Devletin zirvesi ile çok sayıda ülkenin Anayasa Mahkemesi başkanlarına seslenen Haşim Kılıç ise mahkemenin görev alanının sınırlarını çizerken, millet iradesine vurgu yaptı. Kılıç, "Anayasa mahkemeleri, anayasal çizgiyi esas almak suretiyle siyasi aktörler arasında hakemlik fonksiyonunu yerine getirirken taraflara lojistik destek sağlayan bir kurum olamayacağı gibi milletin iradesini temsil edenlere çelme takma yeri olarak da kullanılamaz.'' diye konuştu.

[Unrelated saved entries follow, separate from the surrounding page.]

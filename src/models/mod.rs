use serde::{Deserialize, Serialize};

use crate::media::RemoteStream;

// ============================================================
// Participant identity
// ============================================================

#[derive(Debug, Clone, Copy, PartialEq, Eq, Default, Serialize, Deserialize, clap::ValueEnum)]
#[serde(rename_all = "lowercase")]
pub enum AvatarStyle {
    #[default]
    Cat,
    Dog,
    Bear,
    Rabbit,
    Fox,
    Panda,
    Unicorn,
    Koala,
    Tiger,
    Lion,
    Pig,
}

#[derive(Debug, Clone, Copy, PartialEq, Eq, Default, Serialize, Deserialize, clap::ValueEnum)]
#[serde(rename_all = "lowercase")]
pub enum Accessory {
    #[default]
    None,
    Glasses,
    Bow,
    Hat,
    Scarf,
    Headphones,
    Crown,
    Flower,
    Mask,
    Pirate,
    Monocle,
    Mustache,
    Bowtie,
    Beanie,
    Earrings,
    Visor,
}

#[derive(Debug, Clone, PartialEq, Eq, Serialize, Deserialize)]
pub struct AvatarConfig {
    pub style: AvatarStyle,
    /// Hex color, e.g. `#f59e0b`.
    pub color: String,
    pub accessory: Accessory,
}

impl Default for AvatarConfig {
    fn default() -> Self {
        Self {
            style: AvatarStyle::default(),
            color: "#f59e0b".to_string(),
            accessory: Accessory::default(),
        }
    }
}

/// Self-asserted identity of the local participant.
#[derive(Debug, Clone, PartialEq, Eq, Serialize, Deserialize)]
#[serde(rename_all = "camelCase")]
pub struct Identity {
    pub id: String,
    pub display_name: String,
    pub avatar_config: AvatarConfig,
}

// ============================================================
// Presence (join / update-state payloads)
// ============================================================

/// Full presence carried by `join`.
#[derive(Debug, Clone, PartialEq, Eq, Serialize, Deserialize)]
#[serde(rename_all = "camelCase")]
pub struct Presence {
    pub id: String,
    pub display_name: String,
    pub avatar_config: AvatarConfig,
    #[serde(default)]
    pub is_muted: bool,
    #[serde(default)]
    pub is_camera_off: bool,
    #[serde(default)]
    pub is_screen_sharing: bool,
}

impl Presence {
    pub fn from_identity(identity: &Identity) -> Self {
        Self {
            id: identity.id.clone(),
            display_name: identity.display_name.clone(),
            avatar_config: identity.avatar_config.clone(),
            is_muted: false,
            is_camera_off: false,
            is_screen_sharing: false,
        }
    }
}

/// Partial presence carried by `update-state`. Absent fields are left untouched on merge.
#[derive(Debug, Clone, Default, PartialEq, Eq, Serialize, Deserialize)]
#[serde(rename_all = "camelCase")]
pub struct PresenceUpdate {
    #[serde(skip_serializing_if = "Option::is_none")]
    pub id: Option<String>,
    #[serde(skip_serializing_if = "Option::is_none")]
    pub display_name: Option<String>,
    #[serde(skip_serializing_if = "Option::is_none")]
    pub avatar_config: Option<AvatarConfig>,
    #[serde(skip_serializing_if = "Option::is_none")]
    pub is_muted: Option<bool>,
    #[serde(skip_serializing_if = "Option::is_none")]
    pub is_camera_off: Option<bool>,
    #[serde(skip_serializing_if = "Option::is_none")]
    pub is_screen_sharing: Option<bool>,
}

impl From<Presence> for PresenceUpdate {
    fn from(p: Presence) -> Self {
        Self {
            id: Some(p.id),
            display_name: Some(p.display_name),
            avatar_config: Some(p.avatar_config),
            is_muted: Some(p.is_muted),
            is_camera_off: Some(p.is_camera_off),
            is_screen_sharing: Some(p.is_screen_sharing),
        }
    }
}

// ============================================================
// Chat & reactions
// ============================================================

#[derive(Debug, Clone, PartialEq, Eq, Serialize, Deserialize)]
#[serde(rename_all = "camelCase")]
pub struct ChatMessage {
    pub id: String,
    pub sender_id: String,
    pub sender_name: String,
    pub text: String,
    /// Milliseconds since the Unix epoch.
    pub timestamp: i64,
}

#[derive(Debug, Clone, PartialEq, Eq, Serialize, Deserialize)]
#[serde(rename_all = "camelCase")]
pub struct Reaction {
    pub id: String,
    pub sender_id: String,
    pub emoji: String,
    pub timestamp: i64,
}

// ============================================================
// Roster entries
// ============================================================

/// A remote participant as known to the local session.
#[derive(Debug, Clone, Serialize)]
#[serde(rename_all = "camelCase")]
pub struct PeerRecord {
    pub id: String,
    pub display_name: String,
    pub avatar_config: AvatarConfig,
    pub is_muted: bool,
    pub is_camera_off: bool,
    pub is_screen_sharing: bool,
    #[serde(skip_serializing_if = "Option::is_none")]
    pub stream: Option<RemoteStream>,
}

impl PeerRecord {
    /// Record for a peer first seen through a partial update; unknown fields get defaults.
    pub fn placeholder(id: &str) -> Self {
        Self {
            id: id.to_string(),
            display_name: String::new(),
            avatar_config: AvatarConfig::default(),
            is_muted: false,
            is_camera_off: false,
            is_screen_sharing: false,
            stream: None,
        }
    }

    pub fn merge(&mut self, update: &PresenceUpdate) {
        if let Some(ref name) = update.display_name {
            self.display_name = name.clone();
        }
        if let Some(ref avatar) = update.avatar_config {
            self.avatar_config = avatar.clone();
        }
        if let Some(muted) = update.is_muted {
            self.is_muted = muted;
        }
        if let Some(off) = update.is_camera_off {
            self.is_camera_off = off;
        }
        if let Some(sharing) = update.is_screen_sharing {
            self.is_screen_sharing = sharing;
        }
    }
}

impl From<Presence> for PeerRecord {
    fn from(p: Presence) -> Self {
        Self {
            id: p.id,
            display_name: p.display_name,
            avatar_config: p.avatar_config,
            is_muted: p.is_muted,
            is_camera_off: p.is_camera_off,
            is_screen_sharing: p.is_screen_sharing,
            stream: None,
        }
    }
}

/// Milliseconds since the Unix epoch, as stamped on wire messages.
pub fn now_millis() -> i64 {
    chrono::Utc::now().timestamp_millis()
}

Mahkeme kararlarının herkesi aynı şekilde memnun etmesinin beklenemeyeceğini vurgulayan Kılıç, "Verdiğimiz kararların taraflardan kimi sevindirdiğini ya da üzdüğünü düşünmediğimizi ve ilgilenmediğimizi herkesin bilmesini isteriz." dedi.Konuşmasında ünlü düşünür Voltaire'in 'söylediklerinize katılmıyorum, ancak ifade özgürlüğünüzü ölünceye kadar savunacağım' sözüyle İslam tasavvufunun zirve isimlerinden Yunus Emre'nin 'Behey Yunus, sana söyle derler Ya ben öleyim mi söylemeyince' mısralarından alıntı yapan Kılıç, ifade özgürlüğünün önemini vurguladı. Kılıç, siyasî parti liderlerinin ise savaş yerine barış dilini tercih etmesini istedi.